Plan Out the Acreage
The first step to creating your hobby farm is to plan out the acreage. Typically, hobby farms are small, and independent farms are between 50 and 100 acres. It can be smaller if needed. Most importantly, start small. You don’t want to burn yourself out with an overwhelming number of livestock or crops. Don’t expect to make a profit after year one, either. This is something you do for pleasure, so only invest in a few animals or crops at a time to help manage your wellness.

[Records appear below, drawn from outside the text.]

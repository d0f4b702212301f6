//! TOML configuration.
//!
//! The config file lives at `~/.pmtrack/config.toml` unless `--config` (or
//! `PMTRACK_CONFIG`) points elsewhere. Every field is optional; command-line
//! flags override whatever the file says.
//!
//! ```toml
//! db = "/srv/pmtrack/store.json"
//! log_format = "json"
//! session = "ops-team"
//! trend_window = 8
//!
//! [flags]
//! gantt = 50   # "on", "off" or a rollout percentage
//! ```

use std::fs;
use std::path::{Path, PathBuf};

use clap::ValueEnum;
use serde::{Deserialize, Serialize};

use crate::error::{Error, Result};
use crate::flags::{FlagSetting, SessionFlags};
use crate::weekly::TREND_WINDOW;

/// Output format of log events.
#[derive(Debug, Clone, Copy, Default, PartialEq, Eq, Serialize, Deserialize, ValueEnum)]
#[serde(rename_all = "lowercase")]
pub enum LogFormat {
    #[default]
    Text,
    Json,
}

/// The `[flags]` section.
#[derive(Debug, Clone, Default, Serialize, Deserialize)]
pub struct FlagsConfig {
    #[serde(default)]
    pub gantt: FlagSetting,
}

#[derive(Debug, Clone, Serialize, Deserialize)]
pub struct Config {
    pub db: Option<PathBuf>,
    #[serde(default)]
    pub log_format: LogFormat,
    pub session: Option<String>,
    #[serde(default = "default_trend_window")]
    pub trend_window: usize,
    #[serde(default)]
    pub flags: FlagsConfig,
}

fn default_trend_window() -> usize {
    TREND_WINDOW
}

impl Default for Config {
    fn default() -> Self {
        Config {
            db: None,
            log_format: LogFormat::default(),
            session: None,
            trend_window: TREND_WINDOW,
            flags: FlagsConfig::default(),
        }
    }
}

/// `~/.pmtrack`, or `./.pmtrack` when `HOME` is unset.
pub fn default_dir() -> PathBuf {
    let home = std::env::var("HOME").unwrap_or_else(|_| ".".to_string());
    PathBuf::from(home).join(".pmtrack")
}

impl Config {
    /// Parse a config document.
    pub fn from_toml(s: &str) -> Result<Self> {
        toml::from_str(s).map_err(|e| Error::Config(e.to_string()))
    }

    /// Load from an explicit path, which must exist, or from the default
    /// location, which may be absent.
    pub fn load(explicit: Option<&Path>) -> Result<Self> {
        let path = match explicit {
            Some(p) => p.to_path_buf(),
            None => {
                let p = default_dir().join("config.toml");
                if !p.exists() {
                    return Ok(Config::default());
                }
                p
            }
        };
        let buf = fs::read_to_string(&path).map_err(|source| Error::Io { path: path.clone(), source })?;
        Self::from_toml(&buf)
    }

    /// Store path: the override if given, else the configured path, else the default.
    pub fn db_path(&self, cli: Option<&Path>) -> PathBuf {
        cli.map(Path::to_path_buf)
            .or_else(|| self.db.clone())
            .unwrap_or_else(|| default_dir().join("store.json"))
    }

    /// Identifier used to bucket this session into flag rollouts.
    pub fn session_id(&self) -> String {
        self.session
            .clone()
            .or_else(|| std::env::var("USER").ok())
            .unwrap_or_else(|| "anonymous".to_string())
    }

    /// Resolve feature flags for this session.
    pub fn flags(&self) -> SessionFlags {
        SessionFlags::resolve(&self.session_id(), self.flags.gantt)
    }
}
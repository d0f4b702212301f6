//! # pmtrack
//!
//! The rule engines behind an implementation-tracking and customer-health
//! dashboard. Raw rows are fetched elsewhere; everything here is a
//! synchronous transform over data already in memory.
//!
//! ## Components
//!
//! - **Status derivation** ([`status`]): maps a task's planned/actual start
//!   and end dates to one of six display statuses.
//! - **Table state** ([`table`]): per-column multi-value filters and a single
//!   sorted column, applied to rows as a derived view.
//! - **Hierarchical layout** ([`layout`]): orders a flat task list into
//!   root-then-children display rows for the Gantt view.
//! - **Weekly aggregation** ([`weekly`]): week pickers, health counts and
//!   metric trends from per-customer weekly rows.
//!
//! ## Example
//!
//! ```
//! use chrono::NaiveDate;
//! use pmtrack::status::compute_status;
//! use pmtrack::task::TaskStatusData;
//!
//! let today = NaiveDate::from_ymd_opt(2024, 6, 1).unwrap();
//! let data = TaskStatusData::new()
//!     .planned_start("2024-01-01")
//!     .planned_end("2024-01-05")
//!     .actual_start("2024-01-02");
//! assert_eq!(
//!     compute_status(&data, today).status.label(),
//!     "Overdue - Not Complete on Time"
//! );
//! ```
//!
//! The `pmtrack` binary drives these engines over a local JSON store.

pub mod config;
pub mod db;
pub mod error;
pub mod fields;
pub mod flags;
pub mod layout;
pub mod status;
pub mod table;
pub mod task;
pub mod weekly;

pub use error::{Error, Result};
use std::path::PathBuf;

use clap::Parser;
use pmtrack::config::LogFormat;

use crate::cmd::Commands;

/// Implementation tracking and customer health from the command line.
/// Storage defaults to ~/.pmtrack/store.json or a path passed via --db.
#[derive(Parser)]
#[command(name = "pmtrack", version, about = "Task status, Gantt layout and weekly health reports")]
pub struct Cli {
    /// Path to the JSON record store.
    #[arg(long, global = true, env = "PMTRACK_DB")]
    pub db: Option<PathBuf>,

    /// Path to the TOML configuration file.
    #[arg(long, global = true, env = "PMTRACK_CONFIG")]
    pub config: Option<PathBuf>,

    /// Log output format.
    #[arg(long, global = true, value_enum, env = "PMTRACK_LOG_FORMAT")]
    pub log_format: Option<LogFormat>,

    #[command(subcommand)]
    pub command: Commands,
}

Consider Which Crops and Animals You’ll Grow
With that, consider which animals and crops you want to grow. Some of the best farm animals to raise for a hobby farm are rabbits, chickens, goats, or pigs. Animals require their own care and needs, so do your research ahead of time. Rabbits and chickens are smaller but require proper feed and shelter. While they still require proper shelter, goats and pigs are larger, so you’re fine with only a couple at a time. Additionally, some of the top crops for hobby farms include lavender, herbs, and berries. They’re easy to handle for anyone regardless of farming experience.
Use Sustainable Structural Materials
Although wood, brick, stone, and concrete make for exceptional structural materials, consider using a sustainable alternative. For example, there are many reasons why plastic wood is replacing traditional materials in farms. It’s cost-efficient, durable, resilient to external forces, and pest-resistant. You save more time and money on HDPE plastic wood than traditional materials that require constant maintenance and upkeep. Better yet, HDPE plastic wood is made from recycled plastic polymers. That way, you don’t contribute to greenhouse gas emissions or unfair trade with this material.
Monitor as You Go
An equally important first-time tip for how to start a hobby farm is to be patient. Monitor your progress as you go. Remember, this is not a sprint. There are no shortcuts to farming, and if you fail at first, that’s okay. Agriculture is a time and labor-intensive practice. Talk to local farmers for tips and tricks on how to increase yield production and minimize losses. Hobby farms require flexibility. Remain open-minded, calm, and patient as you assess and work on your hobby farm for the years to come.